Bovendien heeft het verdrag van Lissabon de bestaande basiswaarden uitgebreid met dubbelzinnige (Dt. vieldeutige) waarden zoals "rechtvaardigheid" en "solidariteit". Zulke begrippen tooien elk partijprogramma. Als basiswaarden van het EU-verdrag bieden ze het Hof van Justitie echter de mogelijkheid, zich met de binnenlandse en sociale aangelegenheden van de lidstaten te bemoeien en beslissingen te nemen waarvoor eigenlijk de nationale parlementen bevoegd zijn. Zal het Hof van Justitie bijvoorbeeld een nationale regeling onwettig verklaren die de managerlonen beperkt – omdat dat "onrechtvaardig" is? Of net omgekeerd: zal het beslissen dat het niet beperken van managerlonen een inbreuk tegen de basiswaarden is? Vandaag kan niemand dat weten. Na vijf decennia van jurisprudentie weten we wel dat het Europees Hof van Justitie elke gelegenheid te baat genomen heeft om zijn invloed op het nationale recht te vergroten.
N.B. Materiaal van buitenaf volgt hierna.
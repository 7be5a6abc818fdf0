use super::*;

/// Tests finding a responsibility by its mention shortcut.
///
/// Expected: Ok(Some) for the configured word, None for others
#[tokio::test]
async fn finds_configured_shortcut() -> Result<(), DbErr> {
    let test = TestBuilder::new().with_responsibility_tables().build().await.unwrap();
    let db = test.db.as_ref().unwrap();

    factory::create_responsibility(db, "1").await?;
    let resp = factory::responsibility::ResponsibilityFactory::new(db, "1")
        .mention_shortcut(Some("!events".to_string()))
        .build()
        .await?;

    let repo = ResponsibilityRepository::new(db);

    assert_eq!(
        repo.find_by_shortcut(1, "!EVENTS").await?.map(|r| r.id),
        Some(resp.id)
    );
    assert!(repo.find_by_shortcut(1, "!mods").await?.is_none());

    Ok(())
}
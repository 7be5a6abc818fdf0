use super::*;

/// Tests appending an audit entry.
///
/// Expected: Ok with the entry read back as the same action
#[tokio::test]
async fn appends_entry() -> Result<(), DbErr> {
    let test = TestBuilder::new().with_promotion_tables().build().await.unwrap();
    let db = test.db.as_ref().unwrap();

    let repo = PromotionLogRepository::new(db);
    let appended = repo.append(entry(1, 10, LogAction::GrantCreated)).await?;

    assert_eq!(appended.action, LogAction::GrantCreated);
    assert_eq!(appended.user_id, 10);
    assert_eq!(appended.role_id, Some(100));
    assert!(appended.by_user_id.is_none());

    Ok(())
}
use chrono::Utc;
use serenity::all::{Context, VoiceState};

use crate::{service::stats::StatsService, state::AppState};

/// Handles the voice_state_update event.
///
/// A session starts when a member is first seen in a voice channel and ends when they
/// leave voice entirely; moving between channels keeps the session. Finished sessions
/// are added to the member's voice minutes.
pub async fn handle_voice_state_update(
    state: &AppState,
    _ctx: Context,
    _old: Option<VoiceState>,
    new: VoiceState,
) {
    let Some(guild_id) = new.guild_id else {
        return;
    };
    if new.member.as_ref().is_some_and(|m| m.user.bot) {
        return;
    }

    let guild_id = guild_id.get();
    let user_id = new.user_id.get();
    let now = Utc::now();

    if new.channel_id.is_some() {
        state.voice.join(guild_id, user_id, now).await;
        return;
    }

    let Some(minutes) = state.voice.leave(guild_id, user_id, now).await else {
        return;
    };

    tracing::debug!(
        "User {} spent {} minute(s) in voice in guild {}",
        user_id,
        minutes,
        guild_id
    );

    if let Err(e) = StatsService::new(&state.db)
        .record_voice_minutes(guild_id, user_id, minutes)
        .await
    {
        tracing::error!(
            "Failed to record voice time of user {} in guild {}: {}",
            user_id,
            guild_id,
            e
        );
    }
}
//! Activity stats factories.

use chrono::Utc;
use sea_orm::{ActiveModelTrait, ActiveValue, DatabaseConnection, DbErr};

/// Creates a totals row for a user.
pub async fn create_activity(
    db: &DatabaseConnection,
    guild_id: &str,
    user_id: &str,
    messages: i64,
    voice_minutes: i64,
    reactions: i64,
) -> Result<entity::user_activity::Model, DbErr> {
    entity::user_activity::ActiveModel {
        guild_id: ActiveValue::Set(guild_id.to_string()),
        user_id: ActiveValue::Set(user_id.to_string()),
        messages: ActiveValue::Set(messages),
        voice_minutes: ActiveValue::Set(voice_minutes),
        reactions: ActiveValue::Set(reactions),
        updated_at: ActiveValue::Set(Utc::now()),
        ..Default::default()
    }
    .insert(db)
    .await
}

/// Creates a daily row for a user on `day` (`YYYY-MM-DD`).
pub async fn create_daily_activity(
    db: &DatabaseConnection,
    guild_id: &str,
    user_id: &str,
    day: &str,
    messages: i64,
) -> Result<entity::user_activity_daily::Model, DbErr> {
    entity::user_activity_daily::ActiveModel {
        guild_id: ActiveValue::Set(guild_id.to_string()),
        user_id: ActiveValue::Set(user_id.to_string()),
        day: ActiveValue::Set(day.to_string()),
        messages: ActiveValue::Set(messages),
        voice_minutes: ActiveValue::Set(0),
        reactions: ActiveValue::Set(0),
        ..Default::default()
    }
    .insert(db)
    .await
}
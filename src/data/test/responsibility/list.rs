use super::*;

/// Tests listing order.
///
/// Verifies ordering by sort_order and then by name.
///
/// Expected: Ok with [Alpha(0), Beta(0), Zulu(-1) first]
#[tokio::test]
async fn orders_by_sort_order_then_name() -> Result<(), DbErr> {
    let test = TestBuilder::new().with_responsibility_tables().build().await.unwrap();
    let db = test.db.as_ref().unwrap();

    for (name, order) in [("Beta", 0), ("Zulu", -1), ("Alpha", 0)] {
        factory::responsibility::ResponsibilityFactory::new(db, "1")
            .name(name)
            .sort_order(order)
            .build()
            .await?;
    }
    factory::create_responsibility(db, "2").await?;

    let repo = ResponsibilityRepository::new(db);
    let names: Vec<String> = repo.list(1).await?.into_iter().map(|r| r.name).collect();

    assert_eq!(names, vec!["Zulu", "Alpha", "Beta"]);

    Ok(())
}
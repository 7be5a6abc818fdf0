//! Reconciling grants with members leaving, rejoining and losing roles elsewhere.

use chrono::Utc;

use crate::{
    data::{AdminRoleRepository, LeftMemberRepository, PromotionGrantRepository},
    error::AppError,
    model::{
        log::{LogAction, NewLogEntry},
        promotion::RejoinOutcome,
    },
};

use super::PromotionService;

const RESTORE_REASON: &str = "Promotion restored on rejoin";

impl<'a> PromotionService<'a> {
    /// Moves a departing member's grants into a left-member snapshot.
    ///
    /// # Returns
    /// - `Ok(usize)` - Number of grants snapshotted (0 if the member had none)
    /// - `Err(AppError::DbErr)` - Database error; nothing was moved
    pub async fn handle_member_leave(&self, guild_id: u64, user_id: u64) -> Result<usize, AppError> {
        let moved = LeftMemberRepository::new(self.db)
            .snapshot_grants(guild_id, user_id, Utc::now())
            .await?;

        if moved.is_empty() {
            return Ok(0);
        }

        tracing::info!(
            "User {} left guild {} with {} active grant(s)",
            user_id,
            guild_id,
            moved.len()
        );

        let roles = moved
            .iter()
            .map(|g| format!("<@&{}>", g.role_id))
            .collect::<Vec<_>>()
            .join(", ");

        self.record(NewLogEntry {
            guild_id,
            action: LogAction::GrantsSnapshotted,
            user_id,
            role_id: None,
            by_user_id: None,
            details: format!("Saved until rejoin: {}", roles),
        })
        .await;

        Ok(moved.len())
    }

    /// Restores a rejoining member's snapshotted grants.
    ///
    /// Grants still running are re-added on Discord and stored again with their original
    /// start and end times. Grants that ended while the member was away are dropped and
    /// logged. A grant whose role cannot be re-added, or whose record cannot be stored,
    /// stays in the snapshot so the next rejoin tries again.
    ///
    /// # Returns
    /// - `Ok(RejoinOutcome)` - Restored, dropped and kept grants (all empty if nothing was saved)
    /// - `Err(AppError::DbErr)` - Failed to read the snapshot
    pub async fn handle_member_rejoin(
        &self,
        guild_id: u64,
        user_id: u64,
    ) -> Result<RejoinOutcome, AppError> {
        let left_repo = LeftMemberRepository::new(self.db);
        let snapshot = left_repo.get(guild_id, user_id).await?;

        let mut outcome = RejoinOutcome::default();
        if snapshot.is_empty() {
            return Ok(outcome);
        }

        let now = Utc::now();

        for left in snapshot {
            if left.is_expired(now) {
                if let Err(e) = left_repo.discard(left.id).await {
                    tracing::error!(
                        "Failed to discard expired snapshot of role {} for user {} in guild {}: {}",
                        left.role_id,
                        user_id,
                        guild_id,
                        e
                    );
                    outcome.kept.push(left);
                    continue;
                }

                self.record(NewLogEntry {
                    guild_id,
                    action: LogAction::GrantDropped,
                    user_id,
                    role_id: Some(left.role_id),
                    by_user_id: None,
                    details: format!("Duration: {}", left.duration),
                })
                .await;
                outcome.dropped.push(left);
                continue;
            }

            if let Err(e) = self
                .discord
                .add_role(guild_id, user_id, left.role_id, RESTORE_REASON)
                .await
            {
                tracing::warn!(
                    "Failed to restore role {} to user {} in guild {}, keeping it saved: {}",
                    left.role_id,
                    user_id,
                    guild_id,
                    e
                );
                outcome.kept.push(left);
                continue;
            }

            match left_repo.restore(&left).await {
                Ok(grant) => {
                    self.record(NewLogEntry {
                        guild_id,
                        action: LogAction::GrantRestored,
                        user_id,
                        role_id: Some(grant.role_id),
                        by_user_id: None,
                        details: format!("Duration: {}", grant.duration),
                    })
                    .await;
                    outcome.restored.push(grant);
                }
                Err(e) => {
                    tracing::error!(
                        "Role {} was restored to user {} in guild {} but the grant could not be saved: {}",
                        left.role_id,
                        user_id,
                        guild_id,
                        e
                    );
                    outcome.kept.push(left);
                }
            }
        }

        tracing::info!(
            "User {} rejoined guild {}: {} grant(s) restored, {} dropped, {} kept for later",
            user_id,
            guild_id,
            outcome.restored.len(),
            outcome.dropped.len(),
            outcome.kept.len()
        );

        Ok(outcome)
    }

    /// Logs promoted roles removed from a member by someone other than the bot.
    ///
    /// Removals the bot marked in its guard are consumed and ignored, as are roles not on
    /// the admin-role allow-list or without an active grant. Grant records are left as they
    /// are.
    ///
    /// # Returns
    /// - `Ok(usize)` - Number of external removals logged
    /// - `Err(AppError::DbErr)` - Database error
    pub async fn record_external_removals(
        &self,
        guild_id: u64,
        user_id: u64,
        removed_role_ids: &[u64],
    ) -> Result<usize, AppError> {
        let admin_roles = AdminRoleRepository::new(self.db);
        let grant_repo = PromotionGrantRepository::new(self.db);

        let mut count = 0;
        for role_id in removed_role_ids.iter().copied() {
            if self.guard.consume(guild_id, user_id, role_id).await {
                continue;
            }

            if !admin_roles.contains(guild_id, role_id).await? {
                continue;
            }

            let Some(grant) = grant_repo.find(guild_id, user_id, role_id).await? else {
                continue;
            };

            tracing::info!(
                "Role {} was removed from user {} in guild {} outside the bot",
                role_id,
                user_id,
                guild_id
            );

            self.record(NewLogEntry {
                guild_id,
                action: LogAction::RoleRemovedExternally,
                user_id,
                role_id: Some(role_id),
                by_user_id: None,
                details: format!("Grant {} ({}) is still on record.", grant.id, grant.duration),
            })
            .await;
            count += 1;
        }

        Ok(count)
    }
}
Van zulke gevaren was tijdens de parlementaire debatten over het verdrag geen sprake. Nu blijkt echter dat het verdrag van Lissabon de nationale grondwetten degradeert tot de status die in Duitsland de grondwetten van de deelstaten tegenover de federale grondwet hebben. Het Duits Grondwettelijk Hof verliest zijn macht ook op die gebieden die louter met Duitse aangelegenheden te maken hebben. Dat was wellicht niet de bedoeling van de landen die het verdrag uitwerkten, maar het is wel een gevolg. De Duitse regering heeft nu nog de mogelijkheid om dit effect door een volkenrechtelijk voorbehoud te verhinderen. Doet ze dat niet, dan zou het zestigste jubileum van de Duitse grondwet dat we dit jaar vieren wel eens het laatste kunnen zijn. Want in de toekomst zal de grondwet nog slechts als een deelstaatgrondwet voortbestaan, als een grondwet van de tweede rang.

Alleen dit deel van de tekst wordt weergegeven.